В 1904 году Пулитцер впервые публично высказал идею создать школу журналистики. Это было неожиданно, ведь много лет подряд он утверждал, что этой профессии нет смысла учиться: надо работать в ней и приобретать опыт. Однако теперь, в статье для The North American Review, он написал: «Наша республика и ее пресса будут подниматься вместе или падать вместе. Свободная, бескорыстная, публичная пресса может сохранить ту общественную добродетель, без которой народное правительство — притворство и издевательство. Циничная, корыстная, демагогическая пресса со временем создаст народ столь же низменный, как и она сама…»

Только потом выяснилось, что на момент написания этих слов завещание год как было составлено — и высшая школа журналистики, и премия уже существовали на бумаге. Пулитцер продумал всё. Он указал, что премия должна вручаться за лучшие статьи и репортажи, в которых есть «ясность стиля, моральная цель, здравые рассуждения и способность влиять на общественное мнение в правильном направлении». Однако, понимая, что общество меняется, он предусмотрел гибкость, учредил консультативный совет, который мог бы пересматривать правила, увеличивать количество номинаций или вообще не вручать премии, если нет достойных. К тому же завещание предписывает награждать за литературные и драматические произведения. Позднее Пулитцеровскую премию стали вручать также за поэзию, фотографию и музыку. А через 100 с лишним лет добавились онлайн-издания и мультимедийные материалы. Каждый американский журналист готов на всё ради Пулитцеровской премии, несмотря на то что сегодня она составляет скромные $ 15 тысяч. Дело не в деньгах: как и предсказывал Пулитцер, расследования всегда ставят журналистов под удар, а лауреаты могут получить некоторую защиту.

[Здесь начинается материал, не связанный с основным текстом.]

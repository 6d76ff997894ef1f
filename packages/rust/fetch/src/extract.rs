//! Per-source plain-text extraction (§4.5 step 3).

use std::path::{Path, PathBuf};
use std::time::Duration;

use llmsforge_discovery::is_ssrf_target;
use llmsforge_shared::adapters::BrowserPageProvider;
use llmsforge_shared::{PipelineError, Result};
use scraper::{Html, Selector};
use url::Url;

pub const FETCH_NAVIGATION_TIMEOUT: Duration = Duration::from_secs(60);

/// What a source string resolved to before extraction.
enum SourceKind {
    LocalFile(PathBuf),
    Web(Url),
}

fn classify_source(source: &str) -> SourceKind {
    if let Ok(url) = Url::parse(source) {
        if url.scheme() == "http" || url.scheme() == "https" {
            return SourceKind::Web(url);
        }
    }
    SourceKind::LocalFile(PathBuf::from(source))
}

/// Extract plain text from one source (§4.5 step 3). Empty results are
/// reported as [`PipelineError::ContentEmpty`], never written.
pub async fn extract_text(source: &str, browser: &dyn BrowserPageProvider) -> Result<String> {
    let text = match classify_source(source) {
        SourceKind::Web(url) => extract_web(&url, browser).await?,
        SourceKind::LocalFile(path) => extract_local(&path).await?,
    };
    if text.trim().is_empty() {
        return Err(PipelineError::content_empty(source.to_string()));
    }
    Ok(text)
}

async fn extract_web(url: &Url, browser: &dyn BrowserPageProvider) -> Result<String> {
    if is_ssrf_target(url, false) {
        return Err(PipelineError::invalid_request(format!(
            "refusing to fetch unsafe URL: {url}"
        )));
    }
    let page = browser.load(url.as_str(), FETCH_NAVIGATION_TIMEOUT).await?;
    Ok(html_to_collapsed_text(&page.html))
}

async fn extract_local(path: &Path) -> Result<String> {
    let extension = path
        .extension()
        .and_then(|e| e.to_str())
        .map(|e| e.to_lowercase())
        .unwrap_or_default();

    match extension.as_str() {
        "md" => {
            let raw = tokio::fs::read_to_string(path)
                .await
                .map_err(|e| PipelineError::io(path, e))?;
            Ok(markdown_to_text(&raw))
        }
        "docx" => {
            let bytes = tokio::fs::read(path)
                .await
                .map_err(|e| PipelineError::io(path, e))?;
            extract_docx_text(&bytes)
        }
        _ => tokio::fs::read_to_string(path)
            .await
            .map_err(|e| PipelineError::io(path, e)),
    }
}

/// Render Markdown to HTML, then strip to text, per §4.5's local `.md` rule.
fn markdown_to_text(markdown: &str) -> String {
    use pulldown_cmark::{Options, Parser, html};

    let parser = Parser::new_ext(markdown, Options::all());
    let mut rendered = String::new();
    html::push_html(&mut rendered, parser);
    html_to_collapsed_text(&rendered)
}

/// Strip a parsed HTML document to its body text, collapsing consecutive
/// whitespace to a single space and trimming (§4.5 step 3, web branch).
fn html_to_collapsed_text(html: &str) -> String {
    let doc = Html::parse_document(html);
    let body_selector = Selector::parse("body").expect("valid selector");
    let text: String = match doc.select(&body_selector).next() {
        Some(body) => body.text().collect::<Vec<_>>().join(" "),
        None => doc.root_element().text().collect::<Vec<_>>().join(" "),
    };
    collapse_whitespace(&text)
}

fn collapse_whitespace(text: &str) -> String {
    text.split_whitespace().collect::<Vec<_>>().join(" ")
}

/// Extract the concatenated paragraph text out of a `.docx` file.
fn extract_docx_text(bytes: &[u8]) -> Result<String> {
    use docx_rs::{DocumentChild, ParagraphChild, RunChild, read_docx};

    let docx = read_docx(bytes)
        .map_err(|e| PipelineError::parse(format!("failed to parse docx: {e:?}")))?;

    let mut out = String::new();
    for child in &docx.document.children {
        if let DocumentChild::Paragraph(paragraph) = child {
            for pc in &paragraph.children {
                if let ParagraphChild::Run(run) = pc {
                    for rc in &run.children {
                        if let RunChild::Text(t) = rc {
                            out.push_str(&t.text);
                        }
                    }
                }
            }
            out.push('\n');
        }
    }
    Ok(out)
}
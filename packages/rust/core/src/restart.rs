//! Restart Planner (§4.10): resume a terminal task at a chosen stage.

use std::sync::LazyLock;

use llmsforge_registry::TaskRegistry;
use llmsforge_shared::{PipelineError, Request, Result, StartInput, TaskDetails, TaskId};
use regex::Regex;

/// Which stage a restart should begin at.
#[derive(Debug, Clone, Copy, PartialEq, Eq)]
pub enum RestartStage {
    Discovery,
    Fetch,
    Synthesize,
    Embed,
}

/// Fallback recovery of `original_input` out of an unparseable `details`
/// string — covers a task that failed before any `set_details` call ever
/// ran, leaving `details` either empty or holding free text.
static ORIGINAL_INPUT_RE: LazyLock<Regex> =
    LazyLock::new(|| Regex::new(r#"(?i)original_?input["\s:=]+([^\s",}]+)"#).expect("valid regex"));

fn recover_original_input(details: &str) -> Option<String> {
    ORIGINAL_INPUT_RE
        .captures(details)
        .map(|caps| caps[1].to_string())
}

fn category_of(details: &TaskDetails) -> String {
    match details {
        TaskDetails::Discovery(d) => d.category.clone(),
        TaskDetails::Fetch(f) => f.category.clone(),
        TaskDetails::Synthesize(s) => s.category.clone(),
        TaskDetails::Embed(e) => e.category.clone(),
    }
}

/// Build the [`Request`] that resumes `failed_task_id` at `restart_stage`
/// (§4.10). Fails with an invalid-request error naming the earlier stage
/// that must be restarted instead when the prior artifact isn't available.
pub async fn plan_restart(
    registry: &TaskRegistry,
    failed_task_id: &TaskId,
    restart_stage: RestartStage,
) -> Result<Request> {
    let record = registry
        .get(failed_task_id)
        .await
        .ok_or_else(|| PipelineError::invalid_request(format!("unknown task {failed_task_id}")))?;
    let parsed = TaskDetails::from_details(&record.details);

    match restart_stage {
        RestartStage::Discovery => {
            let original_input = parsed
                .as_ref()
                .map(|d| d.original_input().to_string())
                .or_else(|| recover_original_input(&record.details))
                .ok_or_else(|| {
                    PipelineError::invalid_request(
                        "cannot recover original_input to restart at discovery; resubmit manually",
                    )
                })?;
            let category = parsed.as_ref().map(category_of).unwrap_or_default();
            Ok(Request {
                category,
                start: StartInput::TopicOrUrl(original_input),
                crawl_depth: None,
                max_urls: None,
                max_llm_calls: None,
                stop_after_stage: None,
            })
        }
        RestartStage::Fetch => match parsed {
            Some(TaskDetails::Discovery(d)) => Ok(Request {
                category: d.category,
                start: StartInput::DiscoveryOutputFilePath(d.sources_file_path),
                crawl_depth: None,
                max_urls: None,
                max_llm_calls: None,
                stop_after_stage: None,
            }),
            _ => Err(PipelineError::invalid_request(
                "restarting at fetch requires a completed discovery stage; restart at discovery instead",
            )),
        },
        RestartStage::Synthesize => match parsed {
            Some(TaskDetails::Fetch(f)) => Ok(Request {
                category: f.category,
                start: StartInput::FetchOutputDirPath(f.fetch_output_dir_path),
                crawl_depth: None,
                max_urls: None,
                max_llm_calls: None,
                stop_after_stage: None,
            }),
            _ => Err(PipelineError::invalid_request(
                "restarting at synthesize requires a completed fetch stage; restart at fetch instead",
            )),
        },
        RestartStage::Embed => match parsed {
            Some(TaskDetails::Synthesize(s)) => Ok(Request {
                category: s.category,
                start: StartInput::SynthesizedContentFilePath(s.summary_file_path),
                crawl_depth: None,
                max_urls: None,
                max_llm_calls: None,
                stop_after_stage: None,
            }),
            _ => Err(PipelineError::invalid_request(
                "restarting at embed requires a completed synthesize stage; restart at synthesize instead",
            )),
        },
    }
}

#[cfg(test)]
mod tests {
    use super::*;
    use llmsforge_shared::{DiscoveryStageResult, FetchStageResult, SynthesizeStageResult, TaskRecord};

    async fn registry_with(details: Option<TaskDetails>) -> (TaskRegistry, TaskId) {
        let dir = tempfile::tempdir().unwrap();
        let registry = TaskRegistry::load(dir.path().join("tasks.json")).await.unwrap();
        let record = TaskRecord::new(TaskId::new("t"), 0);
        let id = record.task_id.clone();
        registry.register(record).await.unwrap();
        if let Some(details) = details {
            registry.set_details(&id, &details).await.unwrap();
        }
        (registry, id)
    }

    #[tokio::test]
    async fn restart_at_embed_uses_synthesize_result() {
        let (registry, id) = registry_with(Some(TaskDetails::Synthesize(SynthesizeStageResult {
            summary_file_path: "data/synthesize_output/t-1-summary.md".into(),
            category: "notes".into(),
            original_input: "rust async".into(),
        })))
        .await;

        let plan = plan_restart(&registry, &id, RestartStage::Embed).await.unwrap();
        assert_eq!(plan.category, "notes");
        match plan.start {
            StartInput::SynthesizedContentFilePath(p) => assert_eq!(p, "data/synthesize_output/t-1-summary.md"),
            other => panic!("wrong start input: {other:?}"),
        }
    }

    #[tokio::test]
    async fn restart_at_fetch_without_discovery_result_fails() {
        let (registry, id) = registry_with(Some(TaskDetails::Synthesize(SynthesizeStageResult {
            summary_file_path: "x".into(),
            category: "notes".into(),
            original_input: "x".into(),
        })))
        .await;

        let err = plan_restart(&registry, &id, RestartStage::Fetch).await.unwrap_err();
        assert!(err.is_invalid_request());
    }

    #[tokio::test]
    async fn restart_at_discovery_recovers_original_input_via_regex_fallback() {
        let dir = tempfile::tempdir().unwrap();
        let registry = TaskRegistry::load(dir.path().join("tasks.json")).await.unwrap();
        let mut record = TaskRecord::new(TaskId::new("t"), 0);
        record.details = "external fatal: original_input=\"https://example.com/docs\" fetch timed out".into();
        let id = record.task_id.clone();
        registry.register(record).await.unwrap();

        let plan = plan_restart(&registry, &id, RestartStage::Discovery).await.unwrap();
        match plan.start {
            StartInput::TopicOrUrl(input) => assert_eq!(input, "https://example.com/docs"),
            other => panic!("wrong start input: {other:?}"),
        }
    }

    #[tokio::test]
    async fn restart_at_discovery_with_no_recoverable_input_fails() {
        let (registry, id) = registry_with(None).await;
        let err = plan_restart(&registry, &id, RestartStage::Discovery).await.unwrap_err();
        assert!(err.is_invalid_request());
    }

    #[tokio::test]
    async fn restart_at_synthesize_uses_fetch_result() {
        let (registry, id) = registry_with(Some(TaskDetails::Fetch(FetchStageResult {
            fetch_output_dir_path: "data/fetch_output/t-1".into(),
            category: "notes".into(),
            original_input: "rust async".into(),
            source_count: 3,
        })))
        .await;

        let plan = plan_restart(&registry, &id, RestartStage::Synthesize).await.unwrap();
        match plan.start {
            StartInput::FetchOutputDirPath(p) => assert_eq!(p, "data/fetch_output/t-1"),
            other => panic!("wrong start input: {other:?}"),
        }
    }

    #[tokio::test]
    async fn restart_at_fetch_uses_discovery_result() {
        let (registry, id) = registry_with(Some(TaskDetails::Discovery(DiscoveryStageResult {
            sources_file_path: "data/discovery_output/t-1-sources.json".into(),
            category: "notes".into(),
            is_source_local: true,
            original_input: "/tmp/docs".into(),
        })))
        .await;

        let plan = plan_restart(&registry, &id, RestartStage::Fetch).await.unwrap();
        match plan.start {
            StartInput::DiscoveryOutputFilePath(p) => assert_eq!(p, "data/discovery_output/t-1-sources.json"),
            other => panic!("wrong start input: {other:?}"),
        }
    }

    #[tokio::test]
    async fn restart_unknown_task_is_invalid_request() {
        let dir = tempfile::tempdir().unwrap();
        let registry = TaskRegistry::load(dir.path().join("tasks.json")).await.unwrap();
        let err = plan_restart(&registry, &TaskId::new("missing"), RestartStage::Embed)
            .await
            .unwrap_err();
        assert!(err.is_invalid_request());
    }
}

Джозеф работал как проклятый. У него родились семеро детей, двое умерли в детском возрасте, но семью он видел редко, фактически жил врозь с женой, хотя обеспечивал ей безбедное существование и путешествия. В конце концов Кэтрин завела роман с редактором газеты мужа и вроде бы даже родила от него своего младшего ребенка. Но Джозеф этого не заметил. Его единственной страстью была газета, он отдавал ей всё свое время, все мысли и всё здоровье. Именно здоровье его и подвело.

В 1890 году, в возрасте 43 лет, Джозеф Пулитцер был почти слеп, измотан, погружен в депрессию и болезненно чувствителен к малейшему шуму. Это была необъяснимая болезнь, которую называли «неврастенией». Она буквально съедала разум. Брат Джозефа Адам тоже страдал от нее и в итоге покончил с собой. Медиамагнату никто не мог помочь. В результате на яхте Пулитцера «Либерти», в его домах в Бар-Харборе и в Нью-Йорке за бешеные деньги оборудовали звукоизолирующие помещения, где хозяин был вынужден проводить почти всё время. Джозеф Пулитцер умер от остановки сердца в 1911 году в звуконепроницаемой каюте своей яхты в полном одиночестве. Ему было 63 года.